Problem requirements: Filter out every line below that lacks "StartPolicy", and copy the rest.

Data excerpts:
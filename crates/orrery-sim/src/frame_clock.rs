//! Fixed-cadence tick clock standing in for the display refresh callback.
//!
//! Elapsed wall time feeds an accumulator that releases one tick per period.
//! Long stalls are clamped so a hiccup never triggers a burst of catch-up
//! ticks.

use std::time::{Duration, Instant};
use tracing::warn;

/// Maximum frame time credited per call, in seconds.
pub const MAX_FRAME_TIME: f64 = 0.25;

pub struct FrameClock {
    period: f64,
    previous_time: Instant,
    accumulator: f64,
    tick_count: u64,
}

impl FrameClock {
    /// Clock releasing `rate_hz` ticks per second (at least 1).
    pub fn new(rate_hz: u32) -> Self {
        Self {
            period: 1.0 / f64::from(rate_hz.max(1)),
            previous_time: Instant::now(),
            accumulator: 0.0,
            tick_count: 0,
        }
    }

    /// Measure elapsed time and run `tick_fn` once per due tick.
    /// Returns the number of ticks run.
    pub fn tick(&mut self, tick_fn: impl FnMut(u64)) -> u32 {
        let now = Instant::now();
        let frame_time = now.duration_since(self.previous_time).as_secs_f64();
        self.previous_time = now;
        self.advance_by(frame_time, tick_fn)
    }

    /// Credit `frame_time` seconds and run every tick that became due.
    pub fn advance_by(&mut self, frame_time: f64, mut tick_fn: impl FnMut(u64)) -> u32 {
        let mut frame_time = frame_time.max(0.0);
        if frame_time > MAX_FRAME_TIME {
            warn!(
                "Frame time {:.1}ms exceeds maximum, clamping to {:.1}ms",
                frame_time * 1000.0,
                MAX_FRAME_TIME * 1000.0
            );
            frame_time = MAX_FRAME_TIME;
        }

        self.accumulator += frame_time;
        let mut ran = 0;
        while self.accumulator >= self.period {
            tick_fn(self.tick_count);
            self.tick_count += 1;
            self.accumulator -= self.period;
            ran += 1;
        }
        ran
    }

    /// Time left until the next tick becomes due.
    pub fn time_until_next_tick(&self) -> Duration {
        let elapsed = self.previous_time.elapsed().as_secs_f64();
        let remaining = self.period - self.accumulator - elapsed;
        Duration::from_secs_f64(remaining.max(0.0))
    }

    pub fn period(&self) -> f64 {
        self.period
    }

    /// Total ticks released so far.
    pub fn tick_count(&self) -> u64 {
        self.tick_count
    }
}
...
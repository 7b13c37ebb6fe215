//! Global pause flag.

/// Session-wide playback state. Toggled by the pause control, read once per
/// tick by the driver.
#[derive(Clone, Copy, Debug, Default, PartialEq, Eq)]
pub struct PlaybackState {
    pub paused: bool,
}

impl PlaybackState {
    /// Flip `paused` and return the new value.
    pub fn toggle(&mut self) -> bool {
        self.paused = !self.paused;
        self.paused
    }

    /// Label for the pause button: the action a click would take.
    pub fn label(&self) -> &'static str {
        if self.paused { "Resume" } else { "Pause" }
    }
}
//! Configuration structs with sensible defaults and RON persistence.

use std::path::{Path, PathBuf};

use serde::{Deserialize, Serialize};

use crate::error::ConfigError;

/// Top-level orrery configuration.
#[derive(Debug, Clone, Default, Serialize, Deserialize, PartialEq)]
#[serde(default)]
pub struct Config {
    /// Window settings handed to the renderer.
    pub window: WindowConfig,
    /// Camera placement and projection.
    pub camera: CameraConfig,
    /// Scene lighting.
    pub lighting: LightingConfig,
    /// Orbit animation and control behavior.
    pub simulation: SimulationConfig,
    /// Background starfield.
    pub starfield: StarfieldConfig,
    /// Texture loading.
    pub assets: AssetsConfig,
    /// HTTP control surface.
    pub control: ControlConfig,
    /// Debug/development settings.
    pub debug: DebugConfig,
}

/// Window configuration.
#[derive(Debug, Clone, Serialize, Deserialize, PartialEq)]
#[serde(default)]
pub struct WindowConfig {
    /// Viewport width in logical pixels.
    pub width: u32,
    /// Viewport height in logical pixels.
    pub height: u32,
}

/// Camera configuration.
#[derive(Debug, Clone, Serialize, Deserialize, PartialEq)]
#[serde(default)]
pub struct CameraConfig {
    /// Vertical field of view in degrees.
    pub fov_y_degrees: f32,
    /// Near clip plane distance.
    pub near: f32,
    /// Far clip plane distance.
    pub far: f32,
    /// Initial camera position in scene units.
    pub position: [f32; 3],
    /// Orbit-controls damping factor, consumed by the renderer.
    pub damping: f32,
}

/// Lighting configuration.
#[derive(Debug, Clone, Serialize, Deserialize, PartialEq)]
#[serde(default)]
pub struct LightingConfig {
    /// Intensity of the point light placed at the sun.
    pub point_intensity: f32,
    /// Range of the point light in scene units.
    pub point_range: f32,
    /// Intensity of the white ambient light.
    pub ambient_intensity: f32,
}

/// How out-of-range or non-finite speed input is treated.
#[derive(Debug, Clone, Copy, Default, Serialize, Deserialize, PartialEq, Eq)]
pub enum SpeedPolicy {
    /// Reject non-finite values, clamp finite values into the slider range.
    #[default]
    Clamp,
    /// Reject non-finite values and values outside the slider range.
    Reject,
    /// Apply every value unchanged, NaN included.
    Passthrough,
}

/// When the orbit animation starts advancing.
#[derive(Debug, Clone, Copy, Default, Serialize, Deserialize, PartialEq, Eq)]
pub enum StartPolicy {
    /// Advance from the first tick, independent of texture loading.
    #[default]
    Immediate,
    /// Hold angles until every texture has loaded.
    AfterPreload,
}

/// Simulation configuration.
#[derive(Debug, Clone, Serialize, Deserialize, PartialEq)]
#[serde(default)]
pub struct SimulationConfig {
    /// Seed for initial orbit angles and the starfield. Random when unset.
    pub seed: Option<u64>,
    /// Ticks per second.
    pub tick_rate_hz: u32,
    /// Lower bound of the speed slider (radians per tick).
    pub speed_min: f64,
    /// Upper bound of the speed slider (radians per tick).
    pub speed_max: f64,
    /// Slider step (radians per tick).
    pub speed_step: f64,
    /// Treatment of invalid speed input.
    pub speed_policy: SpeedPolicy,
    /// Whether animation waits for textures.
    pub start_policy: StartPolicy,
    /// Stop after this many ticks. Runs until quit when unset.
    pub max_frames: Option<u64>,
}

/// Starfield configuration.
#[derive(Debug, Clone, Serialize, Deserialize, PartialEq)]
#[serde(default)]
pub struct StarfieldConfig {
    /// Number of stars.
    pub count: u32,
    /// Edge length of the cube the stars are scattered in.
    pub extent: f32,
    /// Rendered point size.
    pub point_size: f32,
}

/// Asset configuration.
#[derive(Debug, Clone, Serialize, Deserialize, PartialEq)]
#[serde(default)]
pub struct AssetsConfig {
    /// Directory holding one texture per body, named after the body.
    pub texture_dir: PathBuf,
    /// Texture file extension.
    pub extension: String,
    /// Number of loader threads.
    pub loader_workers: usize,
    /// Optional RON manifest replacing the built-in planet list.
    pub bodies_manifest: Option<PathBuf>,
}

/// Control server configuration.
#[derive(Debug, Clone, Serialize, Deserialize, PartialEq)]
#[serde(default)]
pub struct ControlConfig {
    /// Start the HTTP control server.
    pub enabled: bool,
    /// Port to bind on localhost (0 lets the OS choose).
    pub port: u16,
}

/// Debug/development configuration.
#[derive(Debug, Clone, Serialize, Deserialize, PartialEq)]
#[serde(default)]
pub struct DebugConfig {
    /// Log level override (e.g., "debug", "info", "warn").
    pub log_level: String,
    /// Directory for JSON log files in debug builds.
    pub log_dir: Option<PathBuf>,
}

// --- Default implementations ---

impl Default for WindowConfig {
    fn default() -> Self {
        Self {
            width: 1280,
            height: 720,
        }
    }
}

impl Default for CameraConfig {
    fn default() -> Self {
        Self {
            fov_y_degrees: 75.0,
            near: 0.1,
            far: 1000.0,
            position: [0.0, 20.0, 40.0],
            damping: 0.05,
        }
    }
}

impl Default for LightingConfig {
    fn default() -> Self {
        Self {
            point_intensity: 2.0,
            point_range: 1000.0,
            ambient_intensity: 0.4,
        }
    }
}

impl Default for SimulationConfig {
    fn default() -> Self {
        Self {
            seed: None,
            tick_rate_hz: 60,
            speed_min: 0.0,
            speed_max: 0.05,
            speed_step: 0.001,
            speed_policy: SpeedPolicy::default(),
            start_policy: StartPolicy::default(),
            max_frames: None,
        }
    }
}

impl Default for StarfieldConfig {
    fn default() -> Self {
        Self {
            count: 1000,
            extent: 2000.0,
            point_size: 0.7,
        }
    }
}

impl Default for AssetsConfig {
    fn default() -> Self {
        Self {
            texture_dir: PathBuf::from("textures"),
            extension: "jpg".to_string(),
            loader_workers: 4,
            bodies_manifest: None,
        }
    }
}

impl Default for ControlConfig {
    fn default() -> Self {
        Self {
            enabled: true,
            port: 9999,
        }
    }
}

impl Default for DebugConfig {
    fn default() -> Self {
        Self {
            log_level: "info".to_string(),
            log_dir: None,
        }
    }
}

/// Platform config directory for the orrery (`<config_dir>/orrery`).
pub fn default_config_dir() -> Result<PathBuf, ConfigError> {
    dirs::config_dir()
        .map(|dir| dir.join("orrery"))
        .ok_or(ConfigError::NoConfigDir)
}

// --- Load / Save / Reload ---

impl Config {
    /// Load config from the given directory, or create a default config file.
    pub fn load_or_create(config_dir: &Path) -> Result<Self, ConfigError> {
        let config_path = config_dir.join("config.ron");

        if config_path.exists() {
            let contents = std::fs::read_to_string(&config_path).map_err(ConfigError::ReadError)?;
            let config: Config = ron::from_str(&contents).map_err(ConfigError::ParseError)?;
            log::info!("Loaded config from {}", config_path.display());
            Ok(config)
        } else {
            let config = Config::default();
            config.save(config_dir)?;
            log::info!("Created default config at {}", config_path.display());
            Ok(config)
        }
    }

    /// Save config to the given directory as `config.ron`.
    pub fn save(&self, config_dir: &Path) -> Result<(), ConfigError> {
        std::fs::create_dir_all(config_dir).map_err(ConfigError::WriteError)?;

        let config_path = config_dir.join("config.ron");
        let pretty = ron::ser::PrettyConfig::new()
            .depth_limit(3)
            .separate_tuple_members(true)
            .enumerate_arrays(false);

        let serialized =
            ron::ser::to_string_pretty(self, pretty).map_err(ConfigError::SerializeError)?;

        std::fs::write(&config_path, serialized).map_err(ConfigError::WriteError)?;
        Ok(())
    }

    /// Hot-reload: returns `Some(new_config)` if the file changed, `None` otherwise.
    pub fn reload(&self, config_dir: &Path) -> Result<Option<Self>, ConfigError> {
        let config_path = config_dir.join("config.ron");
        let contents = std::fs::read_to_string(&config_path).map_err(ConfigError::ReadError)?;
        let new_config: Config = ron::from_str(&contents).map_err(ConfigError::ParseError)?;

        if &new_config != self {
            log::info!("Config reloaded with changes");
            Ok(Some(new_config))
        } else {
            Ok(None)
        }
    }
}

Written response:
pub enum StartPolicy {
    pub start_policy: StartPolicy,
            start_policy: StartPolicy::default(),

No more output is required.